In other news, Malaysian petrochemical project Pengerang Energy Complex (PEC), which is being developed by Singapore-based petrochemicals conglomerate ChemOne Group, has secured financing of US$3.5 billion from leading export credit agencies (ECAs) across the US, Western and Southern Europe and Asia, as well as Islamic financing from entities of the Islamic Development Bank.

Representatives of each of the five ECAs, namely the Export-Import Bank of the US, Euler Hermes AG, Italian Export Credit Agency (SACE), Compañía Española de Seguros de Crédito a la Exportación (CESCE), Export-Import Bank of Malaysia Berhad (EXIM Bank Malaysia) and IsDB were present in Kuala Lumpur to ratify the terms for the financing agreements with representatives from PEC.

The capital secured will be channelled towards implementation of the US$5.3 billion latest generation, low carbon petrochemical facility designed to produce 2.6 million tonnes/year of aromatic products and 3 million tonnes/year of associated energy products. The commencement of construction will start in mid-2025 and the project will go on stream in Q4, 2028.

Alwyn Bowden, CEO of PEC, commented: “As the petrochemicals industry is set to grow exponentially, alongside rapid economic development across East Asia and Southeast Asia, the PEC project is poised to form a key driver of demand for quality aromatics in the medium to long term. PEC is strategically located to serve the regional Asian markets and satisfy forecasted demand.”

Located within the Pengerang Integrated Petroleum Complex (PIPC) in Johor, PEC is set to be one of the largest and most competitive integrated condensate splitter and aromatics facilities in the world, says the firm.

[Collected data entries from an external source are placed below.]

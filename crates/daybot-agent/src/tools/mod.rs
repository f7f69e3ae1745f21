//! Agent tools: the trait, the registry, and the built-in tool set.

pub mod agenda;
pub mod base;
pub mod clock;
pub mod echo;
pub mod registry;

pub use agenda::{
    AddEventTool, AddTaskTool, AgendaStore, CompleteTaskTool, ListEventsTool, ListTasksTool,
};
pub use base::Tool;
pub use clock::ClockTool;
pub use echo::EchoTool;
pub use registry::ToolRegistry;
//! Daybot core — message types, the conversation transcript, config, and
//! small utilities shared by every other crate.

pub mod config;
pub mod transcript;
pub mod types;
pub mod utils;

pub use transcript::Transcript;
pub use types::{Message, Role, THOUGHT_PREFIX};
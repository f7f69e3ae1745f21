//! Conversation message types.
//!
//! The original assistant kept its chat history as untyped framework message
//! objects and smuggled tool results through assistant messages prefixed with
//! `"Thought:"`. Here the roles are a proper enum, with the thought entries
//! given their own role so rendering surfaces never have to guess.

use serde::{Deserialize, Serialize};

/// Marker prefix for internal tool-result messages.
///
/// A message whose content starts with this prefix is model-visible context
/// but is never shown to the user.
pub const THOUGHT_PREFIX: &str = "Thought:";

// ─────────────────────────────────────────────
// Role
// ─────────────────────────────────────────────

/// Who authored a message.
#[derive(Clone, Copy, Debug, Serialize, Deserialize, PartialEq, Eq)]
#[serde(rename_all = "lowercase")]
pub enum Role {
    /// The system prompt seeded at the start of a conversation.
    System,
    /// Input typed by the user.
    User,
    /// A reply produced by the model.
    Assistant,
    /// An internal tool-result record appended by the agent loop.
    Thought,
}

// ─────────────────────────────────────────────
// Message
// ─────────────────────────────────────────────

/// One entry in the conversation log.
///
/// Messages are never mutated after creation; the transcript only grows.
#[derive(Clone, Debug, Serialize, Deserialize, PartialEq)]
pub struct Message {
    pub role: Role,
    pub content: String,
}

impl Message {
    /// Create a system message.
    pub fn system(content: impl Into<String>) -> Self {
        Message {
            role: Role::System,
            content: content.into(),
        }
    }

    /// Create a user message.
    pub fn user(content: impl Into<String>) -> Self {
        Message {
            role: Role::User,
            content: content.into(),
        }
    }

    /// Create an assistant message.
    pub fn assistant(content: impl Into<String>) -> Self {
        Message {
            role: Role::Assistant,
            content: content.into(),
        }
    }

    /// Create a thought message recording a tool execution.
    ///
    /// The content is expected to carry the [`THOUGHT_PREFIX`] marker; the
    /// agent loop formats it that way.
    pub fn thought(content: impl Into<String>) -> Self {
        Message {
            role: Role::Thought,
            content: content.into(),
        }
    }

    /// Whether this entry is internal (hidden from the user-facing
    /// transcript but kept in model context).
    pub fn is_thought(&self) -> bool {
        self.role == Role::Thought || self.content.starts_with(THOUGHT_PREFIX)
    }
}

// ─────────────────────────────────────────────
// Tests
// ─────────────────────────────────────────────

#[cfg(test)]
mod tests {
    use super::*;

    #[test]
    fn test_constructors_set_roles() {
        assert_eq!(Message::system("s").role, Role::System);
        assert_eq!(Message::user("u").role, Role::User);
        assert_eq!(Message::assistant("a").role, Role::Assistant);
        assert_eq!(Message::thought("Thought: - t").role, Role::Thought);
    }

    #[test]
    fn test_is_thought_by_role() {
        assert!(Message::thought("Thought: - I called clock.").is_thought());
        assert!(!Message::assistant("All done.").is_thought());
    }

    #[test]
    fn test_is_thought_by_prefix() {
        // An assistant message carrying the marker is still internal.
        let msg = Message::assistant("Thought: leaked marker");
        assert!(msg.is_thought());
    }

    #[test]
    fn test_role_serialization() {
        let msg = Message::user("hello");
        let json = serde_json::to_value(&msg).unwrap();
        assert_eq!(json["role"], "user");
        assert_eq!(json["content"], "hello");

        let thought = Message::thought("Thought: - did a thing.");
        let json = serde_json::to_value(&thought).unwrap();
        assert_eq!(json["role"], "thought");
    }

    #[test]
    fn test_round_trip() {
        let msgs = vec![
            Message::system("You are Daybot."),
            Message::user("hi"),
            Message::thought("Thought: - I called echo with args {} and got back: hi."),
            Message::assistant("hi!"),
        ];
        let encoded = serde_json::to_string(&msgs).unwrap();
        let decoded: Vec<Message> = serde_json::from_str(&encoded).unwrap();
        assert_eq!(msgs, decoded);
    }
}
//! Model client layer for Daybot.
//!
//! # Architecture
//!
//! - [`traits::ChatClient`] — the boundary the agent loop talks to
//! - [`http_client::HttpChatClient`] — generic OpenAI-compatible HTTP client
//!
//! The client is an explicitly constructed, explicitly lifetimed dependency:
//! the CLI builds one from config and hands it to the agent loop. Nothing
//! here is process-global.

pub mod http_client;
pub mod traits;

// Re-export main types for convenience
pub use http_client::HttpChatClient;
pub use traits::{ChatClient, ChatError, RequestOptions};
#[async_trait]
impl Tool for AddEventTool {
    fn name(&self) -> &str {
        "add_event"
    }

    fn description(&self) -> &str {
        "Adds an event to the user's calendar.\n\
         Args:\n\
         - summary (string, required): short title of the event\n\
         - start (string, optional): start time as YYYY-MM-DDTHH:MM; defaults to tomorrow 15:00\n\
         - end (string, optional): end time; defaults to one hour after start\n\
         - description (string, optional): longer details\n\
         - location (string, optional): where the event takes place"
    }

    async fn execute(&self, args: Map<String, Value>) -> anyhow::Result<String> {
        let summary = require_string(&args, "summary")?;
        let start = match optional_string(&args, "start") {
            Some(s) => parse_when(&s)?,
            None => default_start(Local::now().naive_local()),
        };
        let end = match optional_string(&args, "end") {
            Some(s) => parse_when(&s)?,
            None => start + Duration::hours(1),
        };
        if end < start {
            anyhow::bail!("Event ends before it starts");
        }

        let event = Event {
            summary: summary.clone(),
            description: optional_string(&args, "description"),
            location: optional_string(&args, "location"),
            start,
            end,
        };
        self.store.add_event(event);
        Ok(format!(
            "Event created: {} at {}",
            summary,
            start.format("%Y-%m-%d %H:%M")
        ))
    }
}

/// Lists upcoming calendar events.
pub struct ListEventsTool {
    store: Arc<AgendaStore>,
}

impl ListEventsTool {
    pub fn new(store: Arc<AgendaStore>) -> Self {
        Self { store }
    }
}

#[async_trait]
impl Tool for ListEventsTool {
    fn name(&self) -> &str {
        "list_events"
    }

    fn description(&self) -> &str {
        "Lists the user's upcoming calendar events, soonest first.\n\
         Args:\n\
         - limit (integer, optional): how many events to return, default 3"
    }

    async fn execute(&self, args: Map<String, Value>) -> anyhow::Result<String> {
        let limit = optional_i64(&args, "limit")
            .and_then(|n| usize::try_from(n).ok())
            .unwrap_or(DEFAULT_EVENT_LIMIT);
        let events = self
            .store
            .upcoming_events(Local::now().naive_local(), limit);

        if events.is_empty() {
            return Ok("No upcoming events.".to_string());
        }

        let lines: Vec<String> = events
            .iter()
            .map(|e| {
                let mut line =
                    format!("{} - {}", e.start.format("%Y-%m-%d %H:%M"), e.summary);
                if let Some(loc) = &e.location {
                    line.push_str(&format!(" ({loc})"));
                }
                line
            })
            .collect();
        Ok(lines.join("\n"))
    }
}

// ─────────────────────────────────────────────
// Task tools
// ─────────────────────────────────────────────

/// Creates a to-do task.
pub struct AddTaskTool {
    store: Arc<AgendaStore>,
}

impl AddTaskTool {
    pub fn new(store: Arc<AgendaStore>) -> Self {
        Self { store }
    }
}

#[async_trait]
impl Tool for AddTaskTool {
    fn name(&self) -> &str {
        "add_task"
    }

    fn description(&self) -> &str {
        "Adds a task to the user's to-do list.\n\
         Args:\n\
         - title (string, required): what needs to be done\n\
         - notes (string, optional): extra details\n\
         - due (string, optional): due date as YYYY-MM-DD"
    }

    async fn execute(&self, args: Map<String, Value>) -> anyhow::Result<String> {
        let title = require_string(&args, "title")?;
        let due = match optional_string(&args, "due") {
            Some(s) => Some(parse_due(&s)?),
            None => None,
        };

        self.store.add_task(Task {
            title: title.clone(),
            notes: optional_string(&args, "notes"),
            due,
            status: TaskStatus::NeedsAction,
        });
        Ok(format!("Task added: {title}"))
    }
}

/// Lists all tasks.
pub struct ListTasksTool {
    store: Arc<AgendaStore>,
}

impl ListTasksTool {
    pub fn new(store: Arc<AgendaStore>) -> Self {
        Self { store }
    }
}

#[async_trait]
impl Tool for ListTasksTool {
    fn name(&self) -> &str {
        "list_tasks"
    }

    fn description(&self) -> &str {
        "Lists the user's tasks with their status and due dates.\n\
         Args: none"
    }

    async fn execute(&self, _args: Map<String, Value>) -> anyhow::Result<String> {
        let tasks = self.store.tasks();
        if tasks.is_empty() {
            return Ok("No tasks.".to_string());
        }

        let lines: Vec<String> = tasks
            .iter()
            .map(|t| {
                let marker = match t.status {
                    TaskStatus::NeedsAction => "[ ]",
                    TaskStatus::Completed => "[x]",
                };
                let mut line = format!("{marker} {}", t.title);
                if let Some(due) = t.due {
                    line.push_str(&format!(" (due {due})"));
                }
                if let Some(notes) = &t.notes {
                    line.push_str(&format!(" — {notes}"));
                }
                line
            })
            .collect();
        Ok(lines.join("\n"))
    }
}

/// Marks a task as completed.
pub struct CompleteTaskTool {
    store: Arc<AgendaStore>,
}

impl CompleteTaskTool {
    pub fn new(store: Arc<AgendaStore>) -> Self {
        Self { store }
    }
}

#[async_trait]
impl Tool for CompleteTaskTool {
    fn name(&self) -> &str {
        "complete_task"
    }

    fn description(&self) -> &str {
        "Marks an open task as completed.\n\
         Args:\n\
         - title (string, required): title of the task to complete"
    }

    async fn execute(&self, args: Map<String, Value>) -> anyhow::Result<String> {
        let title = require_string(&args, "title")?;
        if self.store.complete_task(&title) {
            Ok(format!("Task completed: {title}"))
        } else {
            anyhow::bail!("No open task titled '{title}'")
        }
    }
}

// ─────────────────────────────────────────────
// Tests
// ─────────────────────────────────────────────

#[cfg(test)]
mod tests {
    use super::*;
    use serde_json::json;

    fn args_from(value: Value) -> Map<String, Value> {
        value.as_object().unwrap().clone()
    }

    fn dt(s: &str) -> NaiveDateTime {
        NaiveDateTime::parse_from_str(s, "%Y-%m-%dT%H:%M:%S").unwrap()
    }

    // ── Store ──

    #[test]
    fn test_upcoming_events_sorted_and_limited() {
        let store = AgendaStore::new();
        for (summary, start) in [
            ("later", "2026-08-10T10:00:00"),
            ("past", "2026-08-01T10:00:00"),
            ("soon", "2026-08-05T09:00:00"),
            ("soonish", "2026-08-06T09:00:00"),
        ] {
            store.add_event(Event {
                summary: summary.to_string(),
                description: None,
                location: None,
                start: dt(start),
                end: dt(start) + Duration::hours(1),
            });
        }

        let now = dt("2026-08-04T12:00:00");
        let upcoming = store.upcoming_events(now, 2);
        let names: Vec<&str> = upcoming.iter().map(|e| e.summary.as_str()).collect();
        assert_eq!(names, vec!["soon", "soonish"]);
    }

    #[test]
    fn test_task_status_strings() {
        assert_eq!(TaskStatus::NeedsAction.as_str(), "needsAction");
        assert_eq!(TaskStatus::Completed.as_str(), "completed");
    }

    #[test]
    fn test_complete_task_case_insensitive() {
        let store = AgendaStore::new();
        store.add_task(Task {
            title: "Buy Milk".to_string(),
            notes: None,
            due: None,
            status: TaskStatus::NeedsAction,
        });

        assert!(store.complete_task("buy milk"));
        assert_eq!(store.tasks()[0].status, TaskStatus::Completed);
        // Already completed — nothing left to complete
        assert!(!store.complete_task("buy milk"));
    }

    // ── Parsing ──

    #[test]
    fn test_parse_when_formats() {
        assert_eq!(parse_when("2026-08-05T09:30:00").unwrap(), dt("2026-08-05T09:30:00"));
        assert_eq!(parse_when("2026-08-05T09:30").unwrap(), dt("2026-08-05T09:30:00"));
        assert_eq!(parse_when("2026-08-05 09:30").unwrap(), dt("2026-08-05T09:30:00"));
        // Bare date lands on the default hour
        assert_eq!(parse_when("2026-08-05").unwrap(), dt("2026-08-05T15:00:00"));
        assert!(parse_when("next tuesday").is_err());
    }

    #[test]
    fn test_default_start_is_tomorrow_afternoon() {
        let now = dt("2026-08-04T22:30:00");
        assert_eq!(default_start(now), dt("2026-08-05T15:00:00"));
    }

    // ── Tools ──

    #[tokio::test]
    async fn test_add_event_with_defaults() {
        let store = Arc::new(AgendaStore::new());
        let tool = AddEventTool::new(store.clone());

        let out = tool
            .execute(args_from(json!({"summary": "dentist", "start": "2099-01-02T10:00"})))
            .await
            .unwrap();
        assert!(out.contains("dentist"));

        let events = store.upcoming_events(dt("2098-12-31T00:00:00"), 10);
        assert_eq!(events.len(), 1);
        // Default duration is one hour
        assert_eq!(events[0].end - events[0].start, Duration::hours(1));
    }

    #[tokio::test]
    async fn test_add_event_rejects_backwards_times() {
        let tool = AddEventTool::new(Arc::new(AgendaStore::new()));
        let err = tool
            .execute(args_from(json!({
                "summary": "x",
                "start": "2099-01-02T10:00",
                "end": "2099-01-02T09:00"
            })))
            .await
            .unwrap_err();
        assert!(err.to_string().contains("ends before"));
    }

    #[tokio::test]
    async fn test_list_events_empty() {
        let tool = ListEventsTool::new(Arc::new(AgendaStore::new()));
        let out = tool.execute(Map::new()).await.unwrap();
        assert_eq!(out, "No upcoming events.");
    }

    #[tokio::test]
    async fn test_list_events_formats_lines() {
        let store = Arc::new(AgendaStore::new());
        store.add_event(Event {
            summary: "standup".to_string(),
            description: None,
            location: Some("room 2".to_string()),
            start: dt("2099-01-02T09:00:00"),
            end: dt("2099-01-02T09:15:00"),
        });

        let tool = ListEventsTool::new(store);
        let out = tool.execute(Map::new()).await.unwrap();
        assert!(out.contains("2099-01-02 09:00 - standup (room 2)"));
    }

    #[tokio::test]
    async fn test_task_lifecycle() {
        let store = Arc::new(AgendaStore::new());
        let add = AddTaskTool::new(store.clone());
        let list = ListTasksTool::new(store.clone());
        let complete = CompleteTaskTool::new(store.clone());

        add.execute(args_from(json!({"title": "buy milk", "due": "2026-08-10"})))
            .await
            .unwrap();

        let out = list.execute(Map::new()).await.unwrap();
        assert!(out.contains("[ ] buy milk (due 2026-08-10)"));

        complete
            .execute(args_from(json!({"title": "buy milk"})))
            .await
            .unwrap();
        let out = list.execute(Map::new()).await.unwrap();
        assert!(out.contains("[x] buy milk"));
    }

    #[tokio::test]
    async fn test_complete_unknown_task_errors() {
        let tool = CompleteTaskTool::new(Arc::new(AgendaStore::new()));
        let err = tool
            .execute(args_from(json!({"title": "ghost"})))
            .await
            .unwrap_err();
        assert!(err.to_string().contains("ghost"));
    }

    #[tokio::test]
    async fn test_add_task_rejects_bad_due() {
        let tool = AddTaskTool::new(Arc::new(AgendaStore::new()));
        let err = tool
            .execute(args_from(json!({"title": "x", "due": "someday"})))
            .await
            .unwrap_err();
        assert!(err.to_string().contains("someday"));
    }
}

It is being built using UOP Honeywell’s latest generation LD Parex technology which will effectively help the project reduce its energy consumption, maximise aromatics production, lower capital and energy costs as well as facilitate wider feedstock flexibility, allowing the PEC plant to become one of the most advanced, energy and carbon efficient facilities in its class.

Throughout the development of PEC, the project is expected to employ around 7,000 manpower during construction phase and during operations phase out 300 manpower 80% employees will be Malaysian. Local small-to-medium enterprises and companies are also set to benefit from approximately US$1.2 million worth of construction contracts in the areas of fabrication, erection, civil work, and bulk supplies.

With an annual export turnover of US$5 billion forecasted, PEC will play a crucial role in positioning PIPC as a regional oil and gas hub and propel Malaysia further up the value chain in the petrochemical sector.